** Records provided **
*** Block opens ***

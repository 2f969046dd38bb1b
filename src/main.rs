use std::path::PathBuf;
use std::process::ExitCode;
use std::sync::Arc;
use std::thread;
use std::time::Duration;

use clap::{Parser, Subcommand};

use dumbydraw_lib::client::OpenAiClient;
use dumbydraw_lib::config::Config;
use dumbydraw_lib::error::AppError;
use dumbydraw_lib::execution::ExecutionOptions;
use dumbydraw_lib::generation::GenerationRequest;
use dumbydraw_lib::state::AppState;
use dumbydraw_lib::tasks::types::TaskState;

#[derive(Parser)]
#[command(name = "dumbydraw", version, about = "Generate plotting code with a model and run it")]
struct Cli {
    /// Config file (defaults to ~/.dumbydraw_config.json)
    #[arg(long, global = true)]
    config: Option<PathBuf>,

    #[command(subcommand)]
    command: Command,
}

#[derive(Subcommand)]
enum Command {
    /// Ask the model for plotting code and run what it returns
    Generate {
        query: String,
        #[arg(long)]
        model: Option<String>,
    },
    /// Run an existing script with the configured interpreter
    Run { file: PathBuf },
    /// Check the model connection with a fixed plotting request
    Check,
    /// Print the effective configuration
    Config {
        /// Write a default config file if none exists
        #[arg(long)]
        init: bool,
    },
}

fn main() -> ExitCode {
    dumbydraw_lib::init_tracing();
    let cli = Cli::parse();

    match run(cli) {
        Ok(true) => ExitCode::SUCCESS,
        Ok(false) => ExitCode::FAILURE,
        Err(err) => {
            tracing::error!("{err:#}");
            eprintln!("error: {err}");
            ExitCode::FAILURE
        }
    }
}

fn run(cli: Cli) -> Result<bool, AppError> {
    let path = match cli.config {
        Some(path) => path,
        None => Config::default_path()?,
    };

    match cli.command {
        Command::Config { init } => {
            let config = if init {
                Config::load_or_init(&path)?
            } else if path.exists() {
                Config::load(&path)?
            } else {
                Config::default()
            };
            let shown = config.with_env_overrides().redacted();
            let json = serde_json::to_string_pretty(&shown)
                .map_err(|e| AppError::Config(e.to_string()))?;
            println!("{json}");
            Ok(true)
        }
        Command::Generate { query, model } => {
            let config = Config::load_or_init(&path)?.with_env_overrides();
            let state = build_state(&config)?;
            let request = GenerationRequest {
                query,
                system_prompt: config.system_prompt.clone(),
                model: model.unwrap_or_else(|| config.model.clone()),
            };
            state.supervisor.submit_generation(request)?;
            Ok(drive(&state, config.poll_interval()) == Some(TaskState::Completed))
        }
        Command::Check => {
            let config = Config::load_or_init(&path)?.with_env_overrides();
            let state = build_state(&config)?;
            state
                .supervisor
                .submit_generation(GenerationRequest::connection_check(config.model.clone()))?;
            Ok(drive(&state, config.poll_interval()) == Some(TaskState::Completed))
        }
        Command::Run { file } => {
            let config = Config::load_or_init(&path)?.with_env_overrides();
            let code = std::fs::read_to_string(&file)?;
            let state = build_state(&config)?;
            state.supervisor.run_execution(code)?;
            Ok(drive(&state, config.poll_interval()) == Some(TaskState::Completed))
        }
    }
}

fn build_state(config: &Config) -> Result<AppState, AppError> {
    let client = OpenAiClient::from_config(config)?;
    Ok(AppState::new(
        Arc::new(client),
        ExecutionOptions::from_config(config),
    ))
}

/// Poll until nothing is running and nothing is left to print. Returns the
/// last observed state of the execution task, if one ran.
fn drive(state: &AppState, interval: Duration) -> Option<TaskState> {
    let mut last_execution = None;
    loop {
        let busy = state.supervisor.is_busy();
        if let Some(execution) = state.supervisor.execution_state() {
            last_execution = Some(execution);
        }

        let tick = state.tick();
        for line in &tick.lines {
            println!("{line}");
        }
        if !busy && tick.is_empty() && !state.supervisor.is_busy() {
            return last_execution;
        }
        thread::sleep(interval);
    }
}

*** Block closes ***
*** Block opens ***

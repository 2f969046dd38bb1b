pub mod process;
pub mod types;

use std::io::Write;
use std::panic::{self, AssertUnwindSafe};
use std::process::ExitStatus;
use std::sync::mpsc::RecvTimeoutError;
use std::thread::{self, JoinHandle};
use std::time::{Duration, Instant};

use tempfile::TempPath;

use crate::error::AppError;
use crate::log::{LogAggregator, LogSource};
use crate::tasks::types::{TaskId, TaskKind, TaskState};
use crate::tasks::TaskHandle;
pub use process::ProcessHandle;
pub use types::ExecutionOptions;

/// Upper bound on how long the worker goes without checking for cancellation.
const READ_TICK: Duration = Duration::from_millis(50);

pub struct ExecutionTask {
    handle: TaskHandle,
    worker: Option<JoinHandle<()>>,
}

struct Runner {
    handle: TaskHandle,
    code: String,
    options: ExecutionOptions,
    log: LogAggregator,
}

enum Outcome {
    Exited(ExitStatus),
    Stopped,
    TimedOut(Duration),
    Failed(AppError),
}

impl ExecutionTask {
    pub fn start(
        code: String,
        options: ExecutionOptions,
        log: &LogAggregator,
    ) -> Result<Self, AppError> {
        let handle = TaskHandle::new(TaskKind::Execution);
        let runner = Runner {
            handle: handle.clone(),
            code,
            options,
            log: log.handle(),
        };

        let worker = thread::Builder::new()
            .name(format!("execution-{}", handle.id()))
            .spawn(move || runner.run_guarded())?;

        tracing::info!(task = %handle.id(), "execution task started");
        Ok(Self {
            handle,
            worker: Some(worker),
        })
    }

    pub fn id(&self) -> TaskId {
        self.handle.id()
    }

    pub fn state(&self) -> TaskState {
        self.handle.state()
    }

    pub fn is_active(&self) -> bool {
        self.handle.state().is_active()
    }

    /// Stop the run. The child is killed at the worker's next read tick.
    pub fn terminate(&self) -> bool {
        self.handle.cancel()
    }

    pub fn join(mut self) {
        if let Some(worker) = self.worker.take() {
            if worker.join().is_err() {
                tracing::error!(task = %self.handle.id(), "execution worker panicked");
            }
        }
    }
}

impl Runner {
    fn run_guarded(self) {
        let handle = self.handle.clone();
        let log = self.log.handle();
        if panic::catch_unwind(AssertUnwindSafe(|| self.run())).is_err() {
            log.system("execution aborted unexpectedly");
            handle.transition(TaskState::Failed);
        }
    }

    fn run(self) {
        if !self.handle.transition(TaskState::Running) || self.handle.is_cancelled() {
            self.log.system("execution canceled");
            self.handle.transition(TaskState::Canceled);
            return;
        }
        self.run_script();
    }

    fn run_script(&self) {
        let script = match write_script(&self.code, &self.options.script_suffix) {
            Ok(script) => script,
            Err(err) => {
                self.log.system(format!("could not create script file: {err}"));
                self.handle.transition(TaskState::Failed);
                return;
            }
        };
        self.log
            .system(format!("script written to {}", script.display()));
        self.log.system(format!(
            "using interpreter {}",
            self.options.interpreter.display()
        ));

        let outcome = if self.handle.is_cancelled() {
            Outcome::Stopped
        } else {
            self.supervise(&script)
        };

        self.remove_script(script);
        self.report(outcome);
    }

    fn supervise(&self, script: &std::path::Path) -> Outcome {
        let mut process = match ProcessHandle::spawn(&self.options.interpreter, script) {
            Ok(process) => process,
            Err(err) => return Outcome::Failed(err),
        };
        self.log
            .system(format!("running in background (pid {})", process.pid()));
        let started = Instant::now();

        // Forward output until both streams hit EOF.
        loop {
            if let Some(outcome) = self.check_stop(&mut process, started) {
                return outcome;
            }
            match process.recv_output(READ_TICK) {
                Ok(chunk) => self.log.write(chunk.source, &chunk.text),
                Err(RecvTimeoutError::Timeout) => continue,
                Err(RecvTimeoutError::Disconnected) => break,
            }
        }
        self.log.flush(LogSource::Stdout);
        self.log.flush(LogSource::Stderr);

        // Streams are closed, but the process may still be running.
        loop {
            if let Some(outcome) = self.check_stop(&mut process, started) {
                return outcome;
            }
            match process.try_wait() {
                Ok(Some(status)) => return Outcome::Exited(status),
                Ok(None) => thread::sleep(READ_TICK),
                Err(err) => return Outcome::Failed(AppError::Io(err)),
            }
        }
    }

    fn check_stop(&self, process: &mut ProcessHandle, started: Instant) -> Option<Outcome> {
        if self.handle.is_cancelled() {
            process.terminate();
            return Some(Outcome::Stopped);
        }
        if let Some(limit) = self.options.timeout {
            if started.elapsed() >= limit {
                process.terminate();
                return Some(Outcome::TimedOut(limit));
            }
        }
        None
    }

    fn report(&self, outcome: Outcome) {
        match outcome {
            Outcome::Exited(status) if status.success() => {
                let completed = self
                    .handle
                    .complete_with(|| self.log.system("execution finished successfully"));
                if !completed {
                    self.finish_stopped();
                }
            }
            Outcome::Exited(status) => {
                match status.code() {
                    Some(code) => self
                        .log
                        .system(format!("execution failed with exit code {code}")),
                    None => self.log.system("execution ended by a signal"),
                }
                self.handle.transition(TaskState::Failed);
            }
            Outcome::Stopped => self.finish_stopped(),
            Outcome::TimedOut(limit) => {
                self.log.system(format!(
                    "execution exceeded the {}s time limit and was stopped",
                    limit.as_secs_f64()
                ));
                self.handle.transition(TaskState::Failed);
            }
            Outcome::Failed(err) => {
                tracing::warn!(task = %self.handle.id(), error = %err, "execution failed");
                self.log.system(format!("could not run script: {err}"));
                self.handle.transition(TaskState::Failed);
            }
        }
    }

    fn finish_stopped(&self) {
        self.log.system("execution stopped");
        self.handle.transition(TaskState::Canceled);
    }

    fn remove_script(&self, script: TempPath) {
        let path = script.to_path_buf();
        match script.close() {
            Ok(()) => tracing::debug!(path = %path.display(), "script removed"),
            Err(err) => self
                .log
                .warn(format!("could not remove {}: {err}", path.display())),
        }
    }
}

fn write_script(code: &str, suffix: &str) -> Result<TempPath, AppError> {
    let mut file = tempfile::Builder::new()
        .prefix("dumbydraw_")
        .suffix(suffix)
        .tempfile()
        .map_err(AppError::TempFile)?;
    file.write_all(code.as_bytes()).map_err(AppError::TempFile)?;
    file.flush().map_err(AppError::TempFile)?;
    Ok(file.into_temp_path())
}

*** Block closes ***
*** Block opens ***

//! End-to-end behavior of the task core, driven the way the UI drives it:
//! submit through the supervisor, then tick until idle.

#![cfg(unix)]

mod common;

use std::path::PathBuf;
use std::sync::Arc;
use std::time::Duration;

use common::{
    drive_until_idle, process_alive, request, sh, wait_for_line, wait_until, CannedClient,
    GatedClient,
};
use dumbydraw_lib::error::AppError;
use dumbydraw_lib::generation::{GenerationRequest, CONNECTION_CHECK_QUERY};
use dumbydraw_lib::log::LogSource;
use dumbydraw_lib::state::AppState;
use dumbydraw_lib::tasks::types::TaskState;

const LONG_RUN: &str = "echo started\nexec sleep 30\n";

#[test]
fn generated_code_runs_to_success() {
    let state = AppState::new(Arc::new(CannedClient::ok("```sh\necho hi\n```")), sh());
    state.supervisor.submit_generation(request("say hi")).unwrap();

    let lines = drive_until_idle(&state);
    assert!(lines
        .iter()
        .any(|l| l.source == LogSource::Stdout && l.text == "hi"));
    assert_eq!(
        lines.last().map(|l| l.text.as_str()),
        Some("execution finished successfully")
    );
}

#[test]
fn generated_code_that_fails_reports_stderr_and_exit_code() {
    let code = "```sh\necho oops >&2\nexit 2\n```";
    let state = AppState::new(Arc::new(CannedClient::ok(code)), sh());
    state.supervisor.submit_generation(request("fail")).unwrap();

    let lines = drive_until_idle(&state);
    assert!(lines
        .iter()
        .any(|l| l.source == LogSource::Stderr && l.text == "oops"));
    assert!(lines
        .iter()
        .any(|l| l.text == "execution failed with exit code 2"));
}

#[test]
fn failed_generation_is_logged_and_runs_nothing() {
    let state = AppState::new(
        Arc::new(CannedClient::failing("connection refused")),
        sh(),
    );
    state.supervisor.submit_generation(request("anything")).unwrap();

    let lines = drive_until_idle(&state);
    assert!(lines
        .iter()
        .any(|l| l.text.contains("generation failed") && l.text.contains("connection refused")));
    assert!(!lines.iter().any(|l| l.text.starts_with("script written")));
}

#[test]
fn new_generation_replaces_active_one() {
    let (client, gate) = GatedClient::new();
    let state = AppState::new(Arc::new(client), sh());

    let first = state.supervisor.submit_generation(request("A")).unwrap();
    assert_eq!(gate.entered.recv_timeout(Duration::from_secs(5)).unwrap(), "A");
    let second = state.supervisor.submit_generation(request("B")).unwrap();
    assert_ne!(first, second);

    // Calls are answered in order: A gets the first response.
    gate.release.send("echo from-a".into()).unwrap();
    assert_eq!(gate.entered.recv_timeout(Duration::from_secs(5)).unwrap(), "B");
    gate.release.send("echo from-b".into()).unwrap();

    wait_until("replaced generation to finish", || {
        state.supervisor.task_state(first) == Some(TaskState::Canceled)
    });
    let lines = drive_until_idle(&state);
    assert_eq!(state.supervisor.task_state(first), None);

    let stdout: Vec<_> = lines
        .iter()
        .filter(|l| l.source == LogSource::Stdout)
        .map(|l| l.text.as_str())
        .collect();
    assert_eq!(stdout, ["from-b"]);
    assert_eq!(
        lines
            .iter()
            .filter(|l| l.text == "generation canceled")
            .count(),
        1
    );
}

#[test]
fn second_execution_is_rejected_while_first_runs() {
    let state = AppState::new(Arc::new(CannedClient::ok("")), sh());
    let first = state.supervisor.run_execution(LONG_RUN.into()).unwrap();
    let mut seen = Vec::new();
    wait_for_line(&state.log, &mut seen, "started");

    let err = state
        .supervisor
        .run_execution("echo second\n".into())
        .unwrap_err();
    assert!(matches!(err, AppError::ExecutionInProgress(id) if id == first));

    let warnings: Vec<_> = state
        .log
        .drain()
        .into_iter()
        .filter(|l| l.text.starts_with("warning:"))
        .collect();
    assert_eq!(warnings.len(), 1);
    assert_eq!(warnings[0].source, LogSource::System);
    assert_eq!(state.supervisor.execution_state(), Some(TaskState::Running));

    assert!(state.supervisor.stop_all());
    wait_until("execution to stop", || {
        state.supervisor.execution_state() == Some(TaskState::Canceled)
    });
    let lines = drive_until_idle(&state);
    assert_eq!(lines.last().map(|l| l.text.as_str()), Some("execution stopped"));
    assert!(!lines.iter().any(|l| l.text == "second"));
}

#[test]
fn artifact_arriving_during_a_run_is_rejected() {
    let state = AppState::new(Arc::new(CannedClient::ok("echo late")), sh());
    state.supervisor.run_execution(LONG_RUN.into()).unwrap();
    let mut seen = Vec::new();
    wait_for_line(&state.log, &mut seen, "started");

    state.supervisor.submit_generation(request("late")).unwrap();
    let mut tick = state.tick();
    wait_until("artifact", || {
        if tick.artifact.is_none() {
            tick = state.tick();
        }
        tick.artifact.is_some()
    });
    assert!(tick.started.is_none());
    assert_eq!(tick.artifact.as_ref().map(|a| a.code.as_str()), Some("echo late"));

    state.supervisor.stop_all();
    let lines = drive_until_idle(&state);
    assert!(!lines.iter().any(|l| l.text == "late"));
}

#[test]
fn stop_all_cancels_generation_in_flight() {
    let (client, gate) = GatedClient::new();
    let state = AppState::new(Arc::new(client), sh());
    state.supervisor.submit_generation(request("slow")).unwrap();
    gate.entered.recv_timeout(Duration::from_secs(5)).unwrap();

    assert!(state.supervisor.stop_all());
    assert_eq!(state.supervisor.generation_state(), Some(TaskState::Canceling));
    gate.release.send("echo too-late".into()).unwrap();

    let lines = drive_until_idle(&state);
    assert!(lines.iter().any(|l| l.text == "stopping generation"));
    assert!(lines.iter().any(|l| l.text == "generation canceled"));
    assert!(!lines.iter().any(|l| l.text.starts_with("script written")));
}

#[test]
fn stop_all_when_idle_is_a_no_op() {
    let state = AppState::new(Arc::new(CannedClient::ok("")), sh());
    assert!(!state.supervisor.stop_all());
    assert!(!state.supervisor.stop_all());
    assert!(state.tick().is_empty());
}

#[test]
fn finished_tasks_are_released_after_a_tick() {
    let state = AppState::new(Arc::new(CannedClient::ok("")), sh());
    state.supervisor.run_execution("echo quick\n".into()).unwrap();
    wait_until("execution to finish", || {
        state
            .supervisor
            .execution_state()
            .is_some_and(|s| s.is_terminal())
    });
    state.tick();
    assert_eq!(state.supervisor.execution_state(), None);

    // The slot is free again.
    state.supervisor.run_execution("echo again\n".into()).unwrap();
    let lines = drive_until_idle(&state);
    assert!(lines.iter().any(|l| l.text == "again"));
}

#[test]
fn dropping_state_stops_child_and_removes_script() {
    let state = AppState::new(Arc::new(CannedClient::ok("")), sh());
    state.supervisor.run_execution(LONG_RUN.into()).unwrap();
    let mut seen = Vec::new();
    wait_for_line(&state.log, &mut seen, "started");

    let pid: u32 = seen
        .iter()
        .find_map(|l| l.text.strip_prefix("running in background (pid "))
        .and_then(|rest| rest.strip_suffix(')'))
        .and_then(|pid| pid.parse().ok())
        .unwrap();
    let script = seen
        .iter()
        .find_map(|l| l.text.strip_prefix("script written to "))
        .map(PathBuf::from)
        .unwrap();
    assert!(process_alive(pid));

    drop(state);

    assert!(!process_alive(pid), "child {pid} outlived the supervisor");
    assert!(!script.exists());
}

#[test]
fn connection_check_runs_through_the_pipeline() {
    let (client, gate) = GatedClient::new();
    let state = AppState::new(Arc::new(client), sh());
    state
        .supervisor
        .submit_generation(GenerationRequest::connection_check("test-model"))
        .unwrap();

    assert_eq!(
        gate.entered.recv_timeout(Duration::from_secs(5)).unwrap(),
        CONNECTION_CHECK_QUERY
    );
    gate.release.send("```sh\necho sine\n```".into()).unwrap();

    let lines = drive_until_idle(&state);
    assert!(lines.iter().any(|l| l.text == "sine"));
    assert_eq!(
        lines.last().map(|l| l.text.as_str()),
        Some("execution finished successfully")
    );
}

*** Block closes ***

** Task requirements **
Since only a number is wanted, report how many lines of the listing include the word "LogAggregator".

** Result for this task **
3